Jung, Buffy, Twilight, Virginia Woolf—and Happiness

I love Carl Jung (the bits of his work that I understand, which isn’t much), and one of my favorite Jung quotations is ” The creative mind plays with the objects it loves .”

This video clip is a perfect example—found on my friend Lev Grossman’s excellent blog, Nerd World . I love the fact that Jonathan McIntosh had the creative energy and interest to create this mash-up of Buffy the Vampire Slayer and Twilight :

[If you can’t see the video, the URL for “Buffy vs Edward (Twilight Remixed)–OFFICIAL” is: http://www.youtube.com/watch?v=RZwM3GvaTRM]

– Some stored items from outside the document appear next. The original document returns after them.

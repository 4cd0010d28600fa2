//! Line source → converter → message sink

use log::{debug, trace, warn};
use searadar_core::{SearadarConverter, SearadarStationMessage};
use std::io::{BufRead, Write};

use crate::{Cli, CliError, OutputFormat};

/// How the pipeline treats its input and output
#[derive(Debug, Clone, Copy, Default, PartialEq, Eq)]
pub struct Options {
    pub format: OutputFormat,
    /// Abort on the first malformed sentence
    pub strict: bool,
}

impl From<&Cli> for Options {
    fn from(args: &Cli) -> Self {
        Options {
            format: args.format,
            strict: args.strict,
        }
    }
}

/// Counters collected during a run
#[derive(Debug, Clone, Copy, Default, PartialEq, Eq)]
pub struct Summary {
    /// Non-blank lines read
    pub lines: usize,
    pub tracked_targets: usize,
    pub radar_system_data: usize,
    /// RSD sentences rejected by validation
    pub invalid: usize,
    /// Lines of a sentence type the converter doesn't handle
    pub skipped: usize,
    pub format_errors: usize,
}

impl Summary {
    fn count(&mut self, msg: &SearadarStationMessage) {
        match msg {
            SearadarStationMessage::TrackedTarget(_) => self.tracked_targets += 1,
            SearadarStationMessage::RadarSystemData(_) => self.radar_system_data += 1,
            SearadarStationMessage::Invalid(_) => self.invalid += 1,
        }
    }
}

impl std::fmt::Display for Summary {
    fn fmt(&self, f: &mut std::fmt::Formatter<'_>) -> std::fmt::Result {
        write!(
            f,
            "{} lines: {} TTM, {} RSD, {} invalid, {} skipped, {} malformed",
            self.lines,
            self.tracked_targets,
            self.radar_system_data,
            self.invalid,
            self.skipped,
            self.format_errors
        )
    }
}

fn write_message<W: Write>(
    writer: &mut W,
    msg: &SearadarStationMessage,
    format: OutputFormat,
) -> Result<(), CliError> {
    match format {
        OutputFormat::Json => {
            serde_json::to_writer(&mut *writer, msg)?;
            writeln!(writer)?;
        }
        OutputFormat::Text => writeln!(writer, "{}", msg)?,
    }
    Ok(())
}

/// Convert every line from `reader`, writing the messages to `writer`.
///
/// Blank lines are ignored. Malformed lines, including lines that are not
/// valid UTF-8, are logged and counted, or end the run in strict mode.
pub fn run<C, R, W>(
    converter: &C,
    mut reader: R,
    writer: &mut W,
    options: Options,
) -> Result<Summary, CliError>
where
    C: SearadarConverter,
    R: BufRead,
    W: Write,
{
    let mut summary = Summary::default();

    let mut buf = Vec::new();
    let mut line_no = 0;

    loop {
        buf.clear();
        if reader.read_until(b'\n', &mut buf)? == 0 {
            break;
        }
        line_no += 1;

        // Captures may carry stray bytes; those lines are malformed, not fatal
        let line = match std::str::from_utf8(&buf) {
            Ok(line) => line.trim_end_matches(['\r', '\n']),
            Err(e) if options.strict => {
                return Err(CliError::Encoding {
                    line: line_no,
                    source: e,
                });
            }
            Err(e) => {
                warn!("Line {}: {}", line_no, e);
                summary.lines += 1;
                summary.format_errors += 1;
                continue;
            }
        };
        if line.trim().is_empty() {
            continue;
        }
        summary.lines += 1;

        match converter.convert(line) {
            Ok(messages) if messages.is_empty() => {
                trace!("Line {}: no message", line_no);
                summary.skipped += 1;
            }
            Ok(messages) => {
                for msg in &messages {
                    debug!("Line {}: {}", line_no, msg.kind());
                    summary.count(msg);
                    write_message(writer, msg, options.format)?;
                }
            }
            Err(e) if options.strict => {
                return Err(CliError::Format {
                    line: line_no,
                    source: e,
                });
            }
            Err(e) => {
                warn!("Line {}: {}", line_no, e);
                summary.format_errors += 1;
            }
        }
    }

    writer.flush()?;
    Ok(summary)
}

#[cfg(test)]
mod tests {
    use super::*;
    use chrono::{TimeZone, Utc};
    use searadar_core::{FixedClock, FormatError, Mr231_3Converter};
    use std::io::Cursor;

    const TTM: &str = "$RATTM,12,01.50,045.0,T,10.0,090.0,T,05.0,005.0,01.0,01.0,b,T,,A,1F3A*5C";
    const RSD: &str = "$RARSD,36.5,331.4,8.4,320.6,,,,,11.6,185.3,96.0,N,N,S,,1A2B*7F";
    const RSD_BAD_SCALE: &str = "$RARSD,36.5,331.4,8.4,320.6,,,,,11.6,185.3,2.0,N,N,S,,1A2B*7F";

    fn converter() -> Mr231_3Converter<FixedClock> {
        Mr231_3Converter::with_clock(FixedClock(
            Utc.with_ymd_and_hms(2024, 6, 1, 8, 30, 0).unwrap(),
        ))
    }

    fn input(lines: &[&str]) -> Cursor<String> {
        Cursor::new(lines.join("\n"))
    }

    #[test]
    fn test_run_json() {
        let mut out = Vec::new();
        let summary = run(
            &converter(),
            input(&[TTM, "", RSD, RSD_BAD_SCALE, "$GPGGA,1*00", "garbage"]),
            &mut out,
            Options::default(),
        )
        .unwrap();

        assert_eq!(
            summary,
            Summary {
                lines: 5,
                tracked_targets: 1,
                radar_system_data: 1,
                invalid: 1,
                skipped: 1,
                format_errors: 1,
            }
        );

        let text = String::from_utf8(out).unwrap();
        let values: Vec<serde_json::Value> = text
            .lines()
            .map(|l| serde_json::from_str(l).unwrap())
            .collect();
        assert_eq!(values.len(), 3);
        assert_eq!(values[0]["kind"], "trackedTarget");
        assert_eq!(values[0]["status"], "TRACKED");
        assert_eq!(values[0]["iff"], "FRIEND");
        assert_eq!(values[1]["kind"], "radarSystemData");
        assert_eq!(values[1]["distanceScale"], 96.0);
        assert_eq!(values[2]["kind"], "invalid");
        assert_eq!(
            values[2]["infoMsg"],
            "RSD message. Wrong distance scale value: 2.0"
        );
    }

    #[test]
    fn test_run_text() {
        let mut out = Vec::new();
        run(
            &converter(),
            input(&[TTM]),
            &mut out,
            Options {
                format: OutputFormat::Text,
                strict: false,
            },
        )
        .unwrap();
        let text = String::from_utf8(out).unwrap();
        assert!(text.starts_with("TTM #12 "));
        assert!(text.ends_with('\n'));
    }

    #[test]
    fn test_run_strict_stops() {
        let mut out = Vec::new();
        let result = run(
            &converter(),
            input(&[TTM, "$RATTM,12*00", RSD]),
            &mut out,
            Options {
                format: OutputFormat::Json,
                strict: true,
            },
        );
        match result {
            Err(CliError::Format { line, source }) => {
                assert_eq!(line, 2);
                assert!(matches!(source, FormatError::GrammarMismatch { .. }));
            }
            r => panic!("Expected format error, got {:?}", r),
        }
        // The first line was already written
        assert_eq!(String::from_utf8(out).unwrap().lines().count(), 1);
    }

    #[test]
    fn test_run_skips_undecodable_line() {
        let mut data = Vec::new();
        data.extend_from_slice(RSD.as_bytes());
        data.extend_from_slice(b"\n$RA\xff\xfeXX,1*00\r\n");
        data.extend_from_slice(RSD.as_bytes());
        data.extend_from_slice(b"\r\n");

        let mut out = Vec::new();
        let summary = run(&converter(), Cursor::new(data), &mut out, Options::default()).unwrap();

        assert_eq!(summary.lines, 3);
        assert_eq!(summary.radar_system_data, 2);
        assert_eq!(summary.format_errors, 1);
        assert_eq!(String::from_utf8(out).unwrap().lines().count(), 2);
    }

    #[test]
    fn test_run_strict_undecodable_line() {
        let data = b"$RA\xffTTM,1*00\n".to_vec();
        let mut out = Vec::new();
        let result = run(
            &converter(),
            Cursor::new(data),
            &mut out,
            Options {
                format: OutputFormat::Json,
                strict: true,
            },
        );
        assert!(matches!(result, Err(CliError::Encoding { line: 1, .. })));
    }

    #[test]
    fn test_summary_display() {
        let summary = Summary {
            lines: 3,
            tracked_targets: 1,
            radar_system_data: 1,
            invalid: 0,
            skipped: 1,
            format_errors: 0,
        };
        assert_eq!(
            summary.to_string(),
            "3 lines: 1 TTM, 1 RSD, 0 invalid, 1 skipped, 0 malformed"
        );
    }

    #[test]
    fn test_options_from_cli() {
        use clap::Parser;
        let args = Cli::parse_from(["searadar", "--strict", "-f", "text"]);
        assert_eq!(
            Options::from(&args),
            Options {
                format: OutputFormat::Text,
                strict: true
            }
        );
    }
}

I connected with this remix on several levels:

—  Take time for projects . Clearly Jonathan McIntosh is following that very important resolution.

— Though I’m not a historic Buffy fan, my TV-writer sister has worked a lot with Joss Whedon , so I always take an interest in his work.

— I love Twilight , books and movie alike. How much, you ask? I’ve read Midnight Sun . And The Host .

— There was a split-second clip from Harry Potter and the Goblet of Fire , which I recognized, of course. Huge, raving Harry Potter fan. I’ve got a ticket to the very first showing, at midnight in a few weeks, of Harry Potter and the Half-Blood Prince .

— Even my former lawyerly self got engaged in considering the assertion at the end that “This transformative work constitutes a ‘fair use’ of any copyrighted material as provided for in section 107 of the US Copyright law.” Why didn’t a case like this come up when I was hanging around courthouses?

Perhaps I should make a new resolution, to “Play with the objects I love.” I’m already doing this with my passion for J.M. Barrie’s The Boy Castaways of Black Lake Island . A friend and I are doing an homage to Barrie’s brilliant skeletal picture book—ours is called “Four to Llewelyn’s Edge.” This has turned out to be an enormous undertaking, and so much fun.

Along those lines, I wonder if I could use popular new tools (YouTube, as in the example above, or Twitter, or Facebook, as well as my blog) to shine a spotlight on my more obscure and more demanding passions. I want to highlight the things I love, and to try to entice others to follow me—just as this video made me want to watch old episodes of Buffy the Vampire Slayer .

One idea: I’m considering sending out daily Tweets that are quotations from one of my favorite books, Virginia Woolf’s The Waves (bizarre: this book doesn’t seem to be for sale on Amazon). I would love doing this. I wonder if the book would be interesting to anyone else in that form—if the beautiful writing would be engaging out of context like that—or if it would be too reductive. Perhaps, as in the video mash-up above, new pleasures could be revealed in a work that is usually read in a different way.

Hmmmm.

* Very apt for this subject: Bricolage Life . Looking at this blog made me want to sit down and MAKE something.